Kobiety kończące urlop macierzyński mają problem ze znalezieniem zatrudnienia i wpadają w pułapkę długoterminowego bezrobocia – pokazują dane Wojewódzkich Urzędów Pracy. Tymczasem to pewność etatu, a nie 500 zł na dziecko, jest najsilniejszym impulsem polityki prorodzinnej.

Po zakończeniu urlopu macierzyńskiego do pracy w województwie podlaskim nie wróciła co czwarta kobieta. Podobnie w województwie zachodniopomorskim, kujawsko-pomorskim, podlaskim i opolskim.

Nowelizacja ustawy o promocji zatrudnienia uczyniła z bezrobotnych posiadających co najmniej jedno dziecko do 6 roku życia specjalną kategorię bezrobotnych. Jak pokazują dane wojewódzkich urzędów pracy jest to grupa nie tylko liczna, ale też wymagająca specyficznego wsparcia – większość w tej grupie stanowią kobiety, które pozostają bez pracy ponad 24 miesiące.

W I kwartale 2015 roku w województwie mazowieckim zarejestrowanych było 31.803 bezrobotnych posiadających co najmniej jedno dziecko do 6 roku życia (jest to 14,6 proc. ogółu bezrobotnych będących w szczególnej sytuacji na rynku pracy). W niektórych powiatach liczba ta przekraczał 20 proc.. 75,5 proc. bezrobotnych to kobiety, a prawo do zasiłku posiada zaledwie 16 proc. opiekunów. Podobnie sytuacja wygląda w całej Polsce.

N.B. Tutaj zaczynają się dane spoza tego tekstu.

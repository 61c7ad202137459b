//! PDF Backend Module
//!
//! `Document`を`pdf-writer`でPDFへ直列化するモジュール。
//!
//! - Helvetica / Helvetica-Bold: 標準14フォント（WinAnsiEncoding、埋め込みなし）
//! - 本文フォント: TrueTypeの単純フォントとして埋め込み（`FontFile2`、Flate圧縮）
//! - 画像: Flate圧縮したRGBのImage XObject（アルファがあればSMask付き）
//!
//! ページ内の座標は左上原点から、PDFの左下原点へ変換します。

use std::io::Write;

use chrono::{Datelike, Timelike};
use flate2::write::ZlibEncoder;
use flate2::Compression;
use pdf_writer::types::FontFlags;
use pdf_writer::{Content, Date, Filter, Name, Pdf, Rect, Ref, Str, TextStr};

use crate::error::GradeDocError;
use crate::render::fonts::{encode_win_ansi, BodyFont, FontFace};
use crate::render::layout::{Document, DrawOp, Page, RasterImage};

const PRODUCER: &str = concat!("gradesheet ", env!("CARGO_PKG_VERSION"));

/// 本文フォントのFontDescriptorに記録するステム幅（概算値）
const STEM_V: f32 = 80.0;

/// `Document`をPDFのバイト列に変換する
pub(crate) fn write_pdf(doc: &Document) -> Result<Vec<u8>, GradeDocError> {
    let mut alloc = Ref::new(1);
    let catalog_id = alloc.bump();
    let tree_id = alloc.bump();
    let helvetica_id = alloc.bump();
    let bold_id = alloc.bump();
    let info_id = alloc.bump();

    let mut pdf = Pdf::new();
    pdf.type1_font(helvetica_id)
        .base_font(Name(b"Helvetica"))
        .encoding_predefined(Name(b"WinAnsiEncoding"));
    pdf.type1_font(bold_id)
        .base_font(Name(b"Helvetica-Bold"))
        .encoding_predefined(Name(b"WinAnsiEncoding"));

    let body_id = match doc.fonts.body() {
        Some(font) => Some(write_body_font(&mut pdf, &mut alloc, font)?),
        None => None,
    };

    let image_ids = doc
        .images
        .iter()
        .map(|image| write_image(&mut pdf, &mut alloc, image))
        .collect::<Result<Vec<_>, _>>()?;

    let mut page_ids = Vec::with_capacity(doc.pages.len());
    for page in &doc.pages {
        let page_id = alloc.bump();
        let content_id = alloc.bump();
        page_ids.push(page_id);

        let content = page_content(doc, page);
        pdf.stream(content_id, &content);

        let mut writer = pdf.page(page_id);
        writer
            .media_box(Rect::new(0.0, 0.0, page.width, page.height))
            .parent(tree_id)
            .contents(content_id);
        let mut resources = writer.resources();
        {
            let mut fonts = resources.fonts();
            fonts.pair(Name(b"F1"), helvetica_id);
            fonts.pair(Name(b"F2"), bold_id);
            if let Some(id) = body_id {
                fonts.pair(Name(b"F3"), id);
            }
        }
        if !image_ids.is_empty() {
            let mut x_objects = resources.x_objects();
            for (index, id) in image_ids.iter().enumerate() {
                x_objects.pair(Name(image_name(index).as_bytes()), *id);
            }
        }
    }

    pdf.catalog(catalog_id).pages(tree_id);
    pdf.pages(tree_id)
        .kids(page_ids.iter().copied())
        .count(page_ids.len() as i32);

    let created = doc.created;
    let date = Date::new(created.year().clamp(0, 9999) as u16)
        .month(created.month() as u8)
        .day(created.day() as u8)
        .hour(created.hour() as u8)
        .minute(created.minute() as u8)
        .second(created.second() as u8);
    pdf.document_info(info_id)
        .title(TextStr(&doc.title))
        .producer(TextStr(PRODUCER))
        .creation_date(date);

    let bytes = pdf.finish();
    tracing::debug!(
        pages = page_ids.len(),
        bytes = bytes.len(),
        embedded_font = body_id.is_some(),
        "pdf written"
    );
    Ok(bytes)
}

fn font_resource(face: FontFace) -> Name<'static> {
    match face {
        FontFace::Helvetica => Name(b"F1"),
        FontFace::HelveticaBold => Name(b"F2"),
        FontFace::Body => Name(b"F3"),
    }
}

fn image_name(index: usize) -> String {
    format!("Im{}", index)
}

fn page_content(doc: &Document, page: &Page) -> Vec<u8> {
    let height = page.height;
    let mut content = Content::new();

    for op in page.ops() {
        match op {
            DrawOp::Text {
                x,
                y,
                face,
                size,
                word_spacing,
                text,
            } => {
                let face = doc.fonts.resolve(*face);
                let baseline = y + doc.fonts.ascent(face) * size / 1000.0;
                content.begin_text();
                content.set_font(font_resource(face), *size);
                content.set_word_spacing(*word_spacing);
                content.set_text_matrix([1.0, 0.0, 0.0, 1.0, *x, height - baseline]);
                content.show(Str(&encode_win_ansi(text)));
                content.end_text();
            }
            DrawOp::Line {
                from,
                to,
                width,
                gray,
            } => {
                content.set_line_width(*width);
                content.set_stroke_gray(*gray);
                content.move_to(from.0, height - from.1);
                content.line_to(to.0, height - to.1);
                content.stroke();
            }
            DrawOp::Rect {
                x,
                y,
                width,
                height: rect_height,
                line_width,
            } => {
                content.set_line_width(*line_width);
                content.set_stroke_gray(0.0);
                content.rect(*x, height - y - rect_height, *width, *rect_height);
                content.stroke();
            }
            DrawOp::Image {
                index,
                x,
                y,
                width,
                height: image_height,
            } => {
                content.save_state();
                content.transform([
                    *width,
                    0.0,
                    0.0,
                    *image_height,
                    *x,
                    height - y - image_height,
                ]);
                content.x_object(Name(image_name(*index).as_bytes()));
                content.restore_state();
            }
        }
    }

    content.finish()
}

fn write_body_font(
    pdf: &mut Pdf,
    alloc: &mut Ref,
    font: &BodyFont,
) -> Result<Ref, GradeDocError> {
    let font_id = alloc.bump();
    let descriptor_id = alloc.bump();
    let file_id = alloc.bump();

    // pdf-writerのType1Fontは/Subtypeが固定のため、TrueTypeの辞書は直接書く
    {
        let mut dict = pdf.indirect(font_id).dict();
        dict.pair(Name(b"Type"), Name(b"Font"));
        dict.pair(Name(b"Subtype"), Name(b"TrueType"));
        dict.pair(Name(b"BaseFont"), Name(font.name.as_bytes()));
        dict.pair(Name(b"FirstChar"), 32);
        dict.pair(Name(b"LastChar"), 255);
        dict.pair(Name(b"Encoding"), Name(b"WinAnsiEncoding"));
        dict.insert(Name(b"Widths"))
            .array()
            .items(font.widths.iter().copied());
        dict.pair(Name(b"FontDescriptor"), descriptor_id);
    }

    let [x_min, y_min, x_max, y_max] = font.bbox;
    pdf.font_descriptor(descriptor_id)
        .name(Name(font.name.as_bytes()))
        .flags(FontFlags::NON_SYMBOLIC)
        .bbox(Rect::new(x_min, y_min, x_max, y_max))
        .italic_angle(font.italic_angle)
        .ascent(font.ascent)
        .descent(font.descent)
        .cap_height(font.cap_height)
        .stem_v(STEM_V)
        .font_file2(file_id);

    let compressed = deflate(&font.data)?;
    pdf.stream(file_id, &compressed)
        .filter(Filter::FlateDecode)
        .pair(Name(b"Length1"), font.data.len() as i32);

    Ok(font_id)
}

fn write_image(
    pdf: &mut Pdf,
    alloc: &mut Ref,
    image: &RasterImage,
) -> Result<Ref, GradeDocError> {
    let image_id = alloc.bump();
    let width = image.width as i32;
    let height = image.height as i32;

    let mask_id = match &image.alpha {
        Some(alpha) => {
            let mask_id = alloc.bump();
            let data = deflate(alpha)?;
            let mut mask = pdf.image_xobject(mask_id, &data);
            mask.filter(Filter::FlateDecode);
            mask.width(width)
                .height(height)
                .color_space_name(Name(b"DeviceGray"))
                .bits_per_component(8);
            Some(mask_id)
        }
        None => None,
    };

    let data = deflate(&image.rgb)?;
    let mut xobject = pdf.image_xobject(image_id, &data);
    xobject.filter(Filter::FlateDecode);
    xobject
        .width(width)
        .height(height)
        .color_space_name(Name(b"DeviceRGB"))
        .bits_per_component(8);
    if let Some(mask_id) = mask_id {
        xobject.s_mask(mask_id);
    }

    Ok(image_id)
}

fn deflate(data: &[u8]) -> Result<Vec<u8>, GradeDocError> {
    let mut encoder = ZlibEncoder::new(Vec::new(), Compression::default());
    encoder
        .write_all(data)
        .and_then(|_| encoder.finish())
        .map_err(|e| GradeDocError::Render(format!("Compression failed: {}", e)))
}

Jak wynika z badań Domu Badawczego Maison i Warsaw Entrerprise Institute Polacy mają bardzo negatywną opinię na temat polityki prorodzinnej w Polsce – niemal 90 proc. uważa, że jest ona zła. Na dodatek Polacy mają poczucie, że „wszędzie” w tym obszarze jest lepiej niż w Polsce. Uważają, że najlepsza polityka prorodzinna jest w Norwegii, Wielkiej Brytanii oraz w Niemczech, wierzą nawet, że polityka prorodzinna w Hiszpanii, Czechach czy Rosji też jest lepsza niż w Polsce.

Na decyzję o posiadaniu dzieci oddziałuje wiele czynników, wśród których należy wymienić: posiadanie pracy, stabilność zatrudnienia, ogólną kondycję ekonomiczną rodzin i perspektywy na przyszłość, a także sytuację mieszkaniową.

- Aby poprawić sytuację demograficzną zdaniem większości potrzebne są rozwiązania systemowe – ludziom musi się „żyć lepiej i normalniej”. Rozwiązaniem nie jest jednorazowa pomoc (jak np. becikowe czy płatny urlop dla ojca), ale działania długofalowe: wyższe zarobki (61% Polaków), systematyczne dodatki do pensji za każde dziecko (45%), stabilizacja na rynku pracy (44%) oraz systemowe ułatwienia dla pracujących matek (34%) - czytamy w raporcie Domu Badawczego Maison.

Z badań przeprowadzonych przez Macieja Sobocińskiego z Fundacji Kaleckiego wynika, że najskuteczniejszym elementem polityki prorodzinnej jest darmowa lub wysoko subsydiowana opieka żłobkowa i przedszkolna. Z kolei bez wpływu na dzietność pozostają nawet bardzo wysokie becikowe i ulgi podatkowe.